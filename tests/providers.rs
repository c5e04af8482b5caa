use axum::extract::{ Multipart, Path, State };
use axum::http::{ HeaderMap, StatusCode };
use axum::response::IntoResponse;
use axum::routing::{ get, post };
use axum::{ Json, Router };
use serde_json::{ json, Value as JsonValue };
use std::sync::{ Arc, Mutex };
use std::time::Duration;

use mirror_relay::config::persona::{ GENERATION_CONFIG, SYSTEM_DIRECTIVE };
use mirror_relay::config::PollPolicy;
use mirror_relay::error::RelayError;
use mirror_relay::llm::chat::gemini::GeminiChatClient;
use mirror_relay::llm::chat::{ ChatClient, ChatRequest };
use mirror_relay::models::chat::ConversationTurn;
use mirror_relay::video::did::DidClient;
use mirror_relay::video::orchestrator::VideoJobOrchestrator;
use mirror_relay::video::{ TalkRequest, VideoProvider, MIRROR_VOICE };

const TIMEOUT: Duration = Duration::from_secs(5);

/// Serves `app` on an ephemeral local port and returns its base address.
async fn serve(app: Router) -> String {
    let listener = tokio::net::TcpListener::bind("127.0.0.1:0").await.unwrap();
    let addr = listener.local_addr().unwrap();
    tokio::spawn(async move {
        axum::serve(listener, app).await.unwrap();
    });
    format!("http://{}", addr)
}

fn did_client(base_url: &str) -> DidClient {
    DidClient::new("user:pass", base_url, TIMEOUT).unwrap()
}

fn talk_request() -> TalkRequest {
    TalkRequest::new("https://relay.example/static/uploads/face.png", "hello", MIRROR_VOICE)
}

fn provider_details(err: RelayError) -> (String, Option<JsonValue>) {
    match err {
        RelayError::Provider { message, details } => (message, details),
        other => panic!("expected a provider error, got {:?}", other),
    }
}

#[tokio::test]
async fn create_talk_rejection_carries_json_body() {
    let app = Router::new().route(
        "/talks",
        post(|| async {
            (StatusCode::PAYMENT_REQUIRED, Json(json!({ "kind": "InsufficientCreditsError" })))
        })
    );
    let base = serve(app).await;

    let err = did_client(&base).create_talk(&talk_request()).await.unwrap_err();
    let (message, details) = provider_details(err);

    assert_eq!(message, "D-ID API returned 402 Payment Required");
    assert_eq!(details, Some(json!({ "kind": "InsufficientCreditsError" })));
}

#[tokio::test]
async fn talk_status_failure_keeps_plain_text_body() {
    let app = Router::new().route(
        "/talks/{id}",
        get(|| async { (StatusCode::INTERNAL_SERVER_ERROR, "boom text") })
    );
    let base = serve(app).await;

    let err = did_client(&base).get_talk("tlk_1").await.unwrap_err();
    let (message, details) = provider_details(err);

    assert_eq!(message, "D-ID API returned 500 Internal Server Error");
    assert_eq!(details, Some(JsonValue::String("boom text".into())));
}

type Seen<T> = Arc<Mutex<Option<T>>>;

async fn record_talk(
    State(seen): State<Seen<(HeaderMap, JsonValue)>>,
    headers: HeaderMap,
    Json(body): Json<JsonValue>
) -> impl IntoResponse {
    *seen.lock().unwrap() = Some((headers, body));
    (StatusCode::CREATED, Json(json!({ "id": "tlk_9", "status": "created" })))
}

#[tokio::test]
async fn create_talk_sends_basic_auth_and_voice() {
    let seen: Seen<(HeaderMap, JsonValue)> = Arc::default();
    let app = Router::new().route("/talks", post(record_talk)).with_state(seen.clone());
    let base = serve(app).await;

    let created = did_client(&base).create_talk(&talk_request()).await.unwrap();
    assert_eq!(created.id.as_deref(), Some("tlk_9"));

    let (headers, body) = seen.lock().unwrap().take().unwrap();
    assert_eq!(headers["authorization"], "Basic dXNlcjpwYXNz");
    assert_eq!(body["source_url"], "https://relay.example/static/uploads/face.png");
    assert_eq!(body["script"]["input"], "hello");
    assert_eq!(body["script"]["provider"]["voice_id"], "en-US-DavisNeural");
}

#[tokio::test]
async fn talk_created_without_id_is_never_polled() {
    let polls: Arc<Mutex<usize>> = Arc::default();
    let app = Router::new()
        .route(
            "/talks",
            post(|| async { (StatusCode::CREATED, Json(json!({ "status": "created" }))) })
        )
        .route(
            "/talks/{id}",
            get(|State(polls): State<Arc<Mutex<usize>>>| async move {
                *polls.lock().unwrap() += 1;
                Json(json!({ "status": "done", "result_url": "https://d-id/v.mp4" }))
            })
        )
        .with_state(polls.clone());
    let base = serve(app).await;

    let client = did_client(&base);
    let created = client.create_talk(&talk_request()).await.unwrap();
    assert!(created.id.is_none());
    assert_eq!(created.raw, json!({ "status": "created" }));

    let orchestrator = VideoJobOrchestrator::new(
        Arc::new(client),
        PollPolicy { max_attempts: 3, interval: Duration::ZERO }
    );
    let err = orchestrator
        .submit_and_wait("https://relay.example/face.png", "hello").await
        .unwrap_err();

    let (message, _) = provider_details(err);
    assert_eq!(message, "Failed to create talk");
    assert_eq!(*polls.lock().unwrap(), 0);
}

#[tokio::test]
async fn done_with_empty_result_url_is_a_provider_error() {
    let app = Router::new()
        .route(
            "/talks",
            post(|| async { (StatusCode::CREATED, Json(json!({ "id": "tlk_2", "status": "created" }))) })
        )
        .route(
            "/talks/{id}",
            get(|| async { Json(json!({ "id": "tlk_2", "status": "done", "result_url": "" })) })
        );
    let base = serve(app).await;

    let snapshot = did_client(&base).get_talk("tlk_2").await.unwrap();
    assert!(snapshot.result_url.is_none());

    let orchestrator = VideoJobOrchestrator::new(
        Arc::new(did_client(&base)),
        PollPolicy { max_attempts: 3, interval: Duration::ZERO }
    );
    let err = orchestrator
        .submit_and_wait("https://relay.example/face.png", "hello").await
        .unwrap_err();

    let (message, details) = provider_details(err);
    assert_eq!(message, "D-ID reported done without a result_url");
    assert_eq!(details.unwrap()["status"], "done");
}

#[derive(Debug, Default)]
struct ReceivedImage {
    field: String,
    file_name: Option<String>,
    content_type: Option<String>,
    bytes: Vec<u8>,
}

async fn accept_image(
    State(received): State<Arc<Mutex<Vec<ReceivedImage>>>>,
    mut multipart: Multipart
) -> impl IntoResponse {
    while let Some(field) = multipart.next_field().await.unwrap() {
        let image = ReceivedImage {
            field: field.name().unwrap_or_default().to_string(),
            file_name: field.file_name().map(str::to_owned),
            content_type: field.content_type().map(str::to_owned),
            bytes: field.bytes().await.unwrap().to_vec(),
        };
        received.lock().unwrap().push(image);
    }
    (
        StatusCode::CREATED,
        Json(json!({ "id": "img_7", "url": "s3://d-id-images/img_7.png", "extra": true })),
    )
}

#[tokio::test]
async fn upload_image_posts_multipart_image_field() {
    let received: Arc<Mutex<Vec<ReceivedImage>>> = Arc::default();
    let app = Router::new().route("/images", post(accept_image)).with_state(received.clone());
    let base = serve(app).await;

    let hosted = did_client(&base)
        .upload_image("abc_face.png", Some("image/png"), b"PNGDATA".to_vec()).await
        .unwrap();

    assert_eq!(hosted.id, "img_7");
    assert_eq!(hosted.url, "s3://d-id-images/img_7.png");

    let received = received.lock().unwrap();
    assert_eq!(received.len(), 1);
    assert_eq!(received[0].field, "image");
    assert_eq!(received[0].file_name.as_deref(), Some("abc_face.png"));
    assert_eq!(received[0].content_type.as_deref(), Some("image/png"));
    assert_eq!(received[0].bytes, b"PNGDATA");
}

#[tokio::test]
async fn upload_image_response_without_url_is_a_provider_error() {
    let app = Router::new().route(
        "/images",
        post(|| async { (StatusCode::CREATED, Json(json!({ "id": "img_8" }))) })
    );
    let base = serve(app).await;

    let err = did_client(&base)
        .upload_image("face.png", None, b"x".to_vec()).await
        .unwrap_err();

    let (_, details) = provider_details(err);
    assert_eq!(details, Some(json!({ "id": "img_8" })));
}

fn gemini_client(base_url: &str) -> GeminiChatClient {
    GeminiChatClient::new(
        "g-key".to_string(),
        Some("gemini-1.5-flash".to_string()),
        Some(base_url.to_string()),
        TIMEOUT
    ).unwrap()
}

#[tokio::test]
async fn gemini_rejection_carries_json_body() {
    let app = Router::new().route(
        "/models/{call}",
        post(|| async { (StatusCode::BAD_REQUEST, Json(json!({ "error": { "message": "bad key" } }))) })
    );
    let base = serve(app).await;

    let history: Vec<ConversationTurn> = Vec::new();
    let request = ChatRequest {
        system: SYSTEM_DIRECTIVE,
        history: &history,
        message: "who am I?",
        generation: GENERATION_CONFIG,
    };
    let err = gemini_client(&base).complete(request).await.unwrap_err();
    let (message, details) = provider_details(err);

    assert_eq!(message, "Gemini API returned 400 Bad Request");
    assert_eq!(details, Some(json!({ "error": { "message": "bad key" } })));
}

async fn record_generate(
    State(seen): State<Seen<(String, HeaderMap, JsonValue)>>,
    Path(call): Path<String>,
    headers: HeaderMap,
    Json(body): Json<JsonValue>
) -> Json<JsonValue> {
    *seen.lock().unwrap() = Some((call, headers, body));
    Json(
        json!({
            "candidates": [
                { "content": { "role": "model", "parts": [{ "text": "A reflection " }, { "text": "stares back." }] } }
            ]
        })
    )
}

#[tokio::test]
async fn gemini_completion_reads_candidate_text() {
    let seen: Seen<(String, HeaderMap, JsonValue)> = Arc::default();
    let app = Router::new().route("/models/{call}", post(record_generate)).with_state(seen.clone());
    let base = serve(app).await;

    let history = vec![ConversationTurn::user("hi"), ConversationTurn::model("hello")];
    let request = ChatRequest {
        system: SYSTEM_DIRECTIVE,
        history: &history,
        message: "who am I?",
        generation: GENERATION_CONFIG,
    };
    let completion = gemini_client(&base).complete(request).await.unwrap();
    assert_eq!(completion.response, "A reflection stares back.");

    let (call, headers, body) = seen.lock().unwrap().take().unwrap();
    assert_eq!(call, "gemini-1.5-flash:generateContent");
    assert_eq!(headers["x-goog-api-key"], "g-key");
    assert_eq!(body["systemInstruction"]["parts"][0]["text"], SYSTEM_DIRECTIVE);
    assert_eq!(body["contents"].as_array().unwrap().len(), 3);
    assert_eq!(body["contents"][2]["parts"][0]["text"], "who am I?");
}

(Exercise directions): Exact reproduction of the lines from the top of the material through the line where "use std::time::Duration;" appears is required, both boundary lines included, with no other output.

(Result for this task):
filename tests/providers.rs
repository c5e04af8482b5caa
use axum::extract::{ Multipart, Path, State };
use axum::http::{ HeaderMap, StatusCode };
use axum::response::IntoResponse;
use axum::routing::{ get, post };
use axum::{ Json, Router };
use serde_json::{ json, Value as JsonValue };
use std::sync::{ Arc, Mutex };
use std::time::Duration;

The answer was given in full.